Endocardial endothelium as a blood-heart barrier

Abstract

Introduction. Endocardial endothelium is formed from a single layer of closely related cells with complex interrelationships and extensive overlap at the junctional edges. Morphological characteristics of blood-heart barrier. Endocardium is composed of three layers: endocardial endothelium, subendothelial loose connective tissue and subendocardium. The fibrous component of the subendothelium consists of small amount of collagen and elastic fibers. Several cell types are present in subendocardium: telocytes, fibroblasts and nerve endings. Intercellular bonds between the endocardial endothelial cells.
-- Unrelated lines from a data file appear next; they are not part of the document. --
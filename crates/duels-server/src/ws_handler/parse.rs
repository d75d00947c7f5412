use serde::{de::DeserializeOwned, Deserialize};

#[derive(Debug, Deserialize)]
pub(super) struct IncomingEnvelope {
    #[serde(rename = "type")]
    pub(super) event_type: String,
    #[serde(default)]
    pub(super) payload: serde_json::Value,
}

pub(super) fn parse_incoming_envelope(raw: &str) -> Option<IncomingEnvelope> {
    serde_json::from_str(raw).ok()
}

/// A missing payload decodes like an empty object so all-default requests work.
pub(super) fn decode_payload<T: DeserializeOwned>(payload: serde_json::Value) -> Option<T> {
    let payload = match payload {
        serde_json::Value::Null => serde_json::Value::Object(Default::default()),
        other => other,
    };
    serde_json::from_value(payload).ok()
}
Endocardial endothelial cells are attached to one another via sets of binding proteins forming solid, adherent and communicating connections. Communicating connections form transmembrane channels between the neighboring cells, while solid and adherent connections form pericellular structures like stitches. The maintenance of the presumed transendocardial electrochemical potential difference provides a high gradient for certain ions as well as a selective boundary barrier, basal lamina, preventing ionic leakage. The negatively charged glycocalyx also modulates endothelial permeability. Electrophysiological characteristics of heart-blood barrier. Electrophysiological studies have shown the existence of a large number of membrane ion channels in the endocardial endothelial cells: inward rectifying K+ channels, Ca2+ dependent K+channels, voltage-dependent Cl-channels, volume-activated Cl-channels, stretch-activated cation channels and one carrier mediated transport mechanism - Na+K+adenosine triphosphatase. Conclusion. Numerous diseases of the cardiovascular system may be a consequence, but also the cause of the endocardial endothelium dysfunction. Selective damage to the endocardial endothelium and subendocardium is found in arrhythmia, atrial fibrillation, ischemia/reperfusion injury and heart failure. Typical lesions of endocardial and microvascular endothelium have also been described in sepsis, myocardial infarction, inflammation and thrombosis. The result of endothelial dysfunction is the weakening of the endothelial barrier regulation and electrolyte imbalance of the subendocardial interstitium.